Historia zaczęła się od wielkiej miłości. Miłości dwojga poszukujących się ludzi. On, aktywista głęboko zaangażowany w walkę o lepszy świat. Ona hipiska poszukująca oświecenia na wszelkie możliwe sposoby. On, zestersowany, przepracowany, ciągle nie wyspany i nie nadążający z ukończeniem ostatniego projektu podczas, gdy było trzeba zacząć następny. Ona, odwieczna poszukiwaczka prawdy przeskakująca od terapii do terapii, próbująca wszystkiego, nawet narkotyków...
… wszystko jednak było zbyt płytkie...
Satysfakcja z pomagania ludziom stawała się nudna.
Poszukiwanie szczęścia tylko dla siebie zbyt egocentryczne.
Czegoś brakowało. Wciąż pozostawali rozczarowani. Czuli się jakby uciekali od rzeczywistości...
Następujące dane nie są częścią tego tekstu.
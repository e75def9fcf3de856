//! Top-level orchestration of order-preserving dendrogram generation.
//!
//! Provides the [`Engine`] entry point, which validates its inputs, runs the
//! exhaustive search, and selects the candidates closest to the input
//! dissimilarity.

use tracing::{info, instrument, warn};

use crate::{
    Result,
    dendrogram::Dendrogram,
    dissimilarity::{DissimilarityMatrix, NormOrder},
    error::OphacError,
    linkage::Linkage,
    quiver::Quiver,
    search::{self, SearchOutcome, SearchState, selector},
};

/// Entry point for generating optimal order-preserving dendrograms.
///
/// # Examples
/// ```
/// use ophac_core::{DissimilarityMatrix, Engine, Merge};
///
/// let engine = Engine::new("single", 1.0, 1e-12)?;
/// let matrix = DissimilarityMatrix::from_rows(&[
///     [0.0, 1.0, 4.0],
///     [1.0, 0.0, 4.0],
///     [4.0, 4.0, 0.0],
/// ])?;
/// let best = engine.generate(&matrix, None)?;
/// assert_eq!(best.len(), 1);
/// assert_eq!(best[0].merges(), vec![Merge::new(0, 1, 1.0), Merge::new(0, 1, 4.0)]);
/// # Ok::<(), ophac_core::OphacError>(())
/// ```
#[derive(Debug, Clone)]
pub struct Engine {
    linkage: Linkage,
    norm_order: NormOrder,
    tie_break: f64,
}

impl Engine {
    /// Builds an engine from a linkage name, a norm order and a tie-break
    /// increment.
    ///
    /// # Errors
    /// Returns the same configuration errors as
    /// [`EngineBuilder::build`](crate::EngineBuilder::build).
    pub fn new(linkage: &str, norm_order: f64, tie_break: f64) -> Result<Self> {
        crate::EngineBuilder::new()
            .with_linkage_name(linkage)
            .with_norm_order(norm_order)
            .with_tie_break(tie_break)
            .build()
    }

    pub(crate) const fn from_parts(linkage: Linkage, norm_order: NormOrder, tie_break: f64) -> Self {
        Self {
            linkage,
            norm_order,
            tie_break,
        }
    }

    /// Returns the linkage rule used to update dissimilarities after a merge.
    #[must_use]
    pub const fn linkage(&self) -> Linkage {
        self.linkage
    }

    /// Returns the order of the norm used to score candidates.
    #[must_use]
    pub const fn norm_order(&self) -> NormOrder {
        self.norm_order
    }

    /// Returns the increment added to non-increasing heights when scoring.
    #[must_use]
    pub const fn tie_break(&self) -> f64 {
        self.tie_break
    }

    /// Generates every optimal order-preserving dendrogram for `dissimilarity`.
    ///
    /// Without an order constraint the items are treated as an antichain.
    /// When several candidates score exactly the same, all of them are
    /// returned in discovery order.
    ///
    /// # Errors
    /// Returns [`OphacError::EmptyDissimilarity`] for a matrix without items,
    /// [`OphacError::OrderSizeMismatch`] when `order` covers a different number
    /// of items, and [`OphacError::NonMonotoneMerge`] when the linkage update
    /// produced a merge below its predecessor.
    ///
    /// # Examples
    /// ```
    /// use ophac_core::{DissimilarityMatrix, Engine, Quiver};
    ///
    /// let engine = Engine::new("complete", 1.0, 1e-12)?;
    /// let matrix = DissimilarityMatrix::from_condensed(3, vec![1.0, 1.0, 1.0])?;
    /// let order = Quiver::from_edges(3, &[(0, 1)])?;
    /// let best = engine.generate(&matrix, Some(&order))?;
    /// assert_eq!(best.len(), 2);
    /// assert!(best.iter().all(|dendrogram| dendrogram.len() == 1));
    /// # Ok::<(), ophac_core::OphacError>(())
    /// ```
    #[instrument(
        name = "ophac.generate",
        err,
        skip(self, dissimilarity, order),
        fields(
            items = dissimilarity.size(),
            linkage = %self.linkage,
            constrained = order.is_some_and(|quiver| !quiver.is_unconstrained()),
        ),
    )]
    pub fn generate(
        &self,
        dissimilarity: &DissimilarityMatrix,
        order: Option<&Quiver>,
    ) -> Result<Vec<Dendrogram>> {
        let outcome = self.explore(dissimilarity, order)?;
        let terminals = outcome.terminal_count();
        let best = selector::pick_best(
            outcome.into_candidates(),
            dissimilarity,
            self.norm_order,
            self.tie_break,
        )?;
        info!(terminals, selected = best.len(), "generation completed");
        Ok(best)
    }

    /// Runs the exhaustive search without model selection.
    ///
    /// The outcome holds every topologically distinct maximal dendrogram
    /// together with search statistics.
    ///
    /// # Errors
    /// Returns the same errors as [`Self::generate`].
    #[instrument(
        name = "ophac.explore",
        err,
        skip(self, dissimilarity, order),
        fields(items = dissimilarity.size(), linkage = %self.linkage),
    )]
    pub fn explore(
        &self,
        dissimilarity: &DissimilarityMatrix,
        order: Option<&Quiver>,
    ) -> Result<SearchOutcome> {
        let items = dissimilarity.size();
        if items == 0 {
            warn!("dissimilarity matrix is empty, returning error");
            return Err(OphacError::EmptyDissimilarity);
        }
        let quiver = match order {
            Some(quiver) if quiver.node_count() != items => {
                return Err(OphacError::OrderSizeMismatch {
                    items,
                    nodes: quiver.node_count(),
                });
            }
            Some(quiver) => quiver.clone(),
            None => Quiver::unconstrained(items),
        };
        search::exhaust(SearchState::root(dissimilarity.clone(), quiver), self.linkage)
    }

    /// Scores `dendrogram` against `dissimilarity` the way candidates are
    /// ranked: the configured norm of the difference between the matrix and
    /// the dendrogram's tie-broken ultrametric. Lower is better.
    ///
    /// # Errors
    /// Returns [`OphacError::Dendrogram`] when the dendrogram does not replay
    /// over `dissimilarity.size()` leaves.
    pub fn score(
        &self,
        dissimilarity: &DissimilarityMatrix,
        dendrogram: &Dendrogram,
    ) -> Result<f64> {
        selector::score(dissimilarity, dendrogram, self.norm_order, self.tie_break)
    }
}

#[cfg(test)]
#[expect(clippy::expect_used, reason = "tests require contextual panics")]
mod tests {
    use super::*;

    use crate::dendrogram::Merge;

    fn engine(linkage: &str) -> Engine {
        Engine::new(linkage, 1.0, 1e-12).expect("configuration is valid")
    }

    #[test]
    fn rejects_empty_matrix() {
        let empty = DissimilarityMatrix::from_condensed(0, Vec::new()).expect("empty is valid");
        let err = engine("single")
            .generate(&empty, None)
            .expect_err("empty input must be rejected");
        assert_eq!(err, OphacError::EmptyDissimilarity);
    }

    #[test]
    fn rejects_mismatched_order() {
        let matrix = DissimilarityMatrix::from_condensed(2, vec![1.0]).expect("valid");
        let order = Quiver::unconstrained(3);
        let err = engine("single")
            .generate(&matrix, Some(&order))
            .expect_err("sizes differ");
        assert_eq!(err, OphacError::OrderSizeMismatch { items: 2, nodes: 3 });
    }

    #[test]
    fn single_item_yields_the_empty_dendrogram() {
        let matrix = DissimilarityMatrix::from_condensed(1, Vec::new()).expect("valid");
        let best = engine("average").generate(&matrix, None).expect("generation succeeds");
        assert_eq!(best, vec![Dendrogram::new()]);
    }

    #[test]
    fn missing_order_matches_an_antichain() {
        let matrix =
            DissimilarityMatrix::from_condensed(4, vec![1.0, 2.0, 2.0, 2.0, 2.0, 1.0])
                .expect("valid");
        let engine = engine("single");
        let implicit = engine.generate(&matrix, None).expect("generation succeeds");
        let explicit = engine
            .generate(&matrix, Some(&Quiver::unconstrained(4)))
            .expect("generation succeeds");
        assert_eq!(implicit, explicit);
    }

    #[test]
    fn explore_reports_duplicates() {
        // Both pairs tie at 1.0, so the two merge orders collapse to one shape.
        let matrix =
            DissimilarityMatrix::from_condensed(4, vec![1.0, 2.0, 2.0, 2.0, 2.0, 1.0])
                .expect("valid");
        let outcome = engine("single").explore(&matrix, None).expect("search succeeds");
        assert_eq!(outcome.candidates().len(), 1);
        assert_eq!(outcome.terminal_count(), 2);
        assert_eq!(outcome.duplicate_count(), 1);
    }

    #[test]
    fn score_of_an_exact_fit_is_zero() {
        let matrix = DissimilarityMatrix::from_condensed(3, vec![1.0, 4.0, 4.0]).expect("valid");
        let exact: Dendrogram = [Merge::new(0, 1, 1.0), Merge::new(0, 1, 4.0)]
            .into_iter()
            .collect();
        let engine = Engine::new("single", 1.0, 0.0).expect("valid");
        assert_eq!(engine.score(&matrix, &exact).expect("replays"), 0.0);
    }
}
Powiedzenie „Choćbyś … … a miłości byś nie miał” sprawdzało się w ich przypadku.
Nagle stało się. Spotkali się i zakochali się w sobie. Przeciwieństwa zaczęły się uzupełniać...
… razem nabierać siły...
…mieszać...
...oddziaływać na siebie...
Znaleźli środek oraz drogę. Korzystali z wiedzy tysiącleci, wiedzy o miłości. Wiedzy tantry, która w czasach współczesnych stała się dostępna nie tylko dla elit. Ich miłość osiągnęła wyższe poziomy. Dzięki jego zaangażowanemu aktywizmowi i jej głębokiej duchowości zdali sobie sprawę, że tylko wtedy mogą być szczęśliwi, gdy szczęśliwy będzie cały świat... Albo chociaż będą przynajmniej na drodze w tym kierunku. Problemy były już znane. Potrzebne były rozwiązania. Do nich należały Miłość, tantra, jedność...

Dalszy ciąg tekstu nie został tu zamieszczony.